Elleby didn’t switch his body camera on until just before the chase started. But minutes earlier, he was sitting next to the teen on a stoop, according to video posted to social media and reviewed by The Associated Press. On that recording, Elleby says he’s there to interact with residents, not bothering anyone.
But a friend of the teen, who asked to remain anonymous out of concern for his safety, told the AP last week that he recognized Elleby, whom he described as Black, because Elleby and his partner had been coming through the neighborhood often in recent months. He said the officers would make derogatory jokes and antagonize residents.
When asked about those allegations Tuesday, Harrison said he wasn’t aware of any official complaints.
Harrison said the two officers were engaging with the community per their training. He said the area they were patrolling has received over 150 calls for service within the past month, including reports of assault, burglary and drug activity.

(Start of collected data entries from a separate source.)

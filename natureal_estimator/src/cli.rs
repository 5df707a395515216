#![forbid(unsafe_code)]

use std::path::PathBuf;

use anyhow::{bail, Result};
use natureal_footprint::DomainKind;
use natureal_forms::parse_domain;

pub const USAGE: &str = "\
usage: natureal <command>

commands:
  estimate <inputs.json> [--json]   footprints, hints and dashboard for a filled-in form
  dashboard [--json]                dashboard from the configured sample values
  session <domain>                  read field=value lines from stdin, recompute after each
  tip [name]                        draw a random eco tip
  tips                              list recommendations per category
";

#[derive(Debug, Clone, PartialEq)]
pub enum Command {
    Estimate { inputs: PathBuf, json: bool },
    Dashboard { json: bool },
    Session { domain: DomainKind },
    Tip { name: Option<String> },
    Tips,
    Help,
}

impl Command {
    /// Parses arguments after the program name.
    pub fn parse<I, S>(args: I) -> Result<Self>
    where
        I: IntoIterator<Item = S>,
        S: Into<String>,
    {
        let args: Vec<String> = args.into_iter().map(Into::into).collect();
        let json = args.iter().any(|a| a == "--json");
        let positional: Vec<&str> = args
            .iter()
            .map(String::as_str)
            .filter(|a| *a != "--json")
            .collect();

        let command = match positional.as_slice() {
            [] | ["help"] | ["-h"] | ["--help"] => Command::Help,
            ["estimate", path] => Command::Estimate {
                inputs: PathBuf::from(*path),
                json,
            },
            ["estimate"] => bail!("estimate needs an inputs file"),
            ["dashboard"] => Command::Dashboard { json },
            ["session", domain] => Command::Session {
                domain: parse_domain(domain)?,
            },
            ["session"] => bail!("session needs a domain: personal, travel, energy or waste"),
            ["tip"] => Command::Tip { name: None },
            ["tip", name @ ..] => Command::Tip {
                name: Some(name.join(" ")),
            },
            ["tips"] => Command::Tips,
            other => bail!("unrecognized arguments: {}", other.join(" ")),
        };
        Ok(command)
    }
}

#[cfg(test)]
mod tests {
    use super::*;

    #[test]
    fn test_parse_commands() {
        assert_eq!(Command::parse(Vec::<String>::new()).unwrap(), Command::Help);
        assert_eq!(
            Command::parse(["estimate", "me.json", "--json"]).unwrap(),
            Command::Estimate {
                inputs: PathBuf::from("me.json"),
                json: true
            }
        );
        assert_eq!(
            Command::parse(["dashboard"]).unwrap(),
            Command::Dashboard { json: false }
        );
        assert_eq!(
            Command::parse(["session", "Travel"]).unwrap(),
            Command::Session {
                domain: DomainKind::Travel
            }
        );
        assert_eq!(
            Command::parse(["tip", "Mary", "Jane"]).unwrap(),
            Command::Tip {
                name: Some("Mary Jane".into())
            }
        );
        assert_eq!(Command::parse(["tips"]).unwrap(), Command::Tips);
    }

    #[test]
    fn test_parse_errors() {
        assert!(Command::parse(["estimate"]).is_err());
        assert!(Command::parse(["session"]).is_err());
        let err = Command::parse(["session", "dashboard"]).unwrap_err();
        assert!(err.to_string().contains("dashboard"));
        assert!(Command::parse(["frobnicate"]).is_err());
    }
}
#![forbid(unsafe_code)]

use serde::de::IgnoredAny;
use serde::{Deserialize, Deserializer};

/// Reads a numeric form field. Empty, non-numeric and non-finite text all
/// count as 0.
pub fn coerce_number(raw: &str) -> f64 {
    let trimmed = raw.trim();
    if trimmed.is_empty() {
        return 0.0;
    }
    match trimmed.parse::<f64>() {
        Ok(v) if v.is_finite() => v,
        _ => 0.0,
    }
}

/// Rounds half away from zero to two decimals. A non-finite total, which
/// only extreme inputs can produce, counts as 0 like non-finite input does.
pub fn round_to_cents(value: f64) -> f64 {
    if !value.is_finite() {
        return 0.0;
    }
    let scaled = value * 100.0;
    if !scaled.is_finite() {
        // already far beyond cent precision
        return value;
    }
    let rounded = scaled.round() / 100.0;
    // -0.00 would print with a sign
    if rounded == 0.0 {
        0.0
    } else {
        rounded
    }
}

#[derive(Deserialize)]
#[serde(untagged)]
enum LenientNumber {
    Number(f64),
    Text(String),
    Other(IgnoredAny),
}

/// `deserialize_with` helper: accepts numbers, numeric strings, or anything
/// else (which becomes 0).
pub fn lenient<'de, D: Deserializer<'de>>(deserializer: D) -> Result<f64, D::Error> {
    Ok(match LenientNumber::deserialize(deserializer)? {
        LenientNumber::Number(v) if v.is_finite() => v,
        LenientNumber::Number(_) => 0.0,
        LenientNumber::Text(raw) => coerce_number(&raw),
        LenientNumber::Other(_) => 0.0,
    })
}
#![forbid(unsafe_code)]

use serde::{Deserialize, Serialize};

use crate::{
    Calculator, DomainKind, Energy, EnergyInputs, Footprint, Personal, PersonalInputs, Travel,
    TravelInputs, Waste, WasteInputs,
};

/// Pie colours, cycled in category order.
pub const PALETTE: [&str; 4] = ["#34D399", "#60A5FA", "#FBBF24", "#F87171"];

/// One value per domain, as the dashboard receives them.
#[derive(Debug, Clone, Copy, PartialEq, Serialize, Deserialize)]
#[serde(default)]
pub struct CategoryValues {
    pub personal: f64,
    pub travel: f64,
    pub energy: f64,
    pub waste: f64,
}

impl CategoryValues {
    pub fn get(&self, domain: DomainKind) -> f64 {
        match domain {
            DomainKind::Personal => self.personal,
            DomainKind::Travel => self.travel,
            DomainKind::Energy => self.energy,
            DomainKind::Waste => self.waste,
        }
    }

    pub fn total(&self) -> f64 {
        DomainKind::ALL.iter().map(|d| self.get(*d)).sum()
    }
}

impl Default for CategoryValues {
    /// Sample figures shown before any live data source is wired in.
    fn default() -> Self {
        CategoryValues {
            personal: 2.5,
            travel: 4.2,
            energy: 3.1,
            waste: 1.8,
        }
    }
}

/// Where the dashboard gets its numbers from.
pub trait CategorySource {
    fn category_values(&self) -> CategoryValues;
}

/// Fixed values, the sample set unless configured otherwise.
#[derive(Debug, Clone, Default)]
pub struct SampleCategories(pub CategoryValues);

impl CategorySource for SampleCategories {
    fn category_values(&self) -> CategoryValues {
        self.0
    }
}

/// Values computed from the four calculators.
#[derive(Debug, Clone, Default)]
pub struct LiveCategories {
    pub personal: PersonalInputs,
    pub travel: TravelInputs,
    pub energy: EnergyInputs,
    pub waste: WasteInputs,
}

impl LiveCategories {
    pub fn footprints(&self) -> [(DomainKind, Footprint); 4] {
        [
            (DomainKind::Personal, Personal::footprint(&self.personal)),
            (DomainKind::Travel, Travel::footprint(&self.travel)),
            (DomainKind::Energy, Energy::footprint(&self.energy)),
            (DomainKind::Waste, Waste::footprint(&self.waste)),
        ]
    }
}

impl CategorySource for LiveCategories {
    fn category_values(&self) -> CategoryValues {
        CategoryValues {
            personal: Personal::footprint(&self.personal).value(),
            travel: Travel::footprint(&self.travel).value(),
            energy: Energy::footprint(&self.energy).value(),
            waste: Waste::footprint(&self.waste).value(),
        }
    }
}

#[derive(Debug, Clone, PartialEq, Serialize, Deserialize)]
pub struct Bar {
    pub category: String,
    pub value: f64,
}

#[derive(Debug, Clone, PartialEq, Serialize, Deserialize)]
pub struct PieSlice {
    pub name: String,
    pub value: f64,
    /// Fraction of the total in [0,1] for non-negative inputs; 0 when the
    /// total is 0.
    pub share: f64,
    pub color: String,
}

#[derive(Debug, Clone, PartialEq, Serialize, Deserialize)]
pub struct Dashboard {
    pub total: f64,
    pub bars: Vec<Bar>,
    pub pie: Vec<PieSlice>,
}

impl Dashboard {
    pub fn build(source: &impl CategorySource) -> Self {
        Self::from_values(&source.category_values())
    }

    pub fn from_values(values: &CategoryValues) -> Self {
        let total = values.total();
        let bars = DomainKind::ALL
            .iter()
            .map(|d| Bar {
                category: d.label().to_string(),
                value: values.get(*d),
            })
            .collect();
        let pie = DomainKind::ALL
            .iter()
            .enumerate()
            .map(|(i, d)| {
                let value = values.get(*d);
                PieSlice {
                    name: d.label().to_string(),
                    value,
                    share: if total == 0.0 { 0.0 } else { value / total },
                    color: PALETTE[i % PALETTE.len()].to_string(),
                }
            })
            .collect();
        Dashboard { total, bars, pie }
    }
}

#[cfg(test)]
mod tests {
    use super::*;
    use crate::approx_eq;
    use crate::options::CarType;

    #[test]
    fn test_sample_dashboard_total_and_order() {
        let dash = Dashboard::build(&SampleCategories::default());
        assert!(approx_eq(dash.total, 11.6));

        let labels: Vec<_> = dash.bars.iter().map(|b| b.category.as_str()).collect();
        assert_eq!(labels, ["Personal", "Travel", "Energy", "Waste"]);
        assert_eq!(dash.bars[1].value, 4.2);
    }

    #[test]
    fn test_pie_shares_and_colors() {
        let dash = Dashboard::build(&SampleCategories::default());
        let share_sum: f64 = dash.pie.iter().map(|s| s.share).sum();
        assert!(approx_eq(share_sum, 1.0));
        assert_eq!(dash.pie[0].color, "#34D399");
        assert_eq!(dash.pie[3].color, "#F87171");
        assert!(approx_eq(dash.pie[3].share, 1.8 / 11.6));
    }

    #[test]
    fn test_zero_total_has_zero_shares() {
        let zeros = CategoryValues {
            personal: 0.0,
            travel: 0.0,
            energy: 0.0,
            waste: 0.0,
        };
        let dash = Dashboard::from_values(&zeros);
        assert_eq!(dash.total, 0.0);
        assert!(dash.pie.iter().all(|s| s.share == 0.0));
    }

    #[test]
    fn test_live_categories_follow_calculators() {
        let live = LiveCategories {
            travel: TravelInputs {
                car_type: CarType::Electric.into(),
                mileage_per_year: 10_000.0,
                ..Default::default()
            },
            ..Default::default()
        };
        let values = live.category_values();
        // default personal: apartment 1 + omnivore 2 + minimal 1
        assert_eq!(values.personal, 4.0);
        assert_eq!(values.travel, 1000.0);
        // default energy: poor efficiency
        assert_eq!(values.energy, 0.3);
        // default waste: minimal plastic
        assert_eq!(values.waste, 2.0);

        let dash = Dashboard::build(&live);
        assert!(approx_eq(dash.total, 1006.3));
        assert_eq!(live.footprints()[1].1.value(), 1000.0);
    }
}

He said officers are deployed to the “historically violent area” to provide greater law enforcement visibility and better response times.
Harrison also defended the department’s training policies, which were recently overhauled under a 2017 federal consent decree that mandated a series of changes aimed at addressing a pattern of unconstitutional policing practices uncovered during a comprehensive Justice Department investigation. He said Baltimore police officers confiscated over 2,600 illegal guns last year without shooting anyone during those interactions.
In the moments after the shooting, body-camera footage shows the teen with at least two gunshot wounds — in his back and chest. Harrison said investigators haven’t yet determined which was the entrance wound.
Officials said the teen could face criminal charges after his discharge from the hospital, but they declined to specify which charges. Harrison said Baltimore prosecutors will make that decision.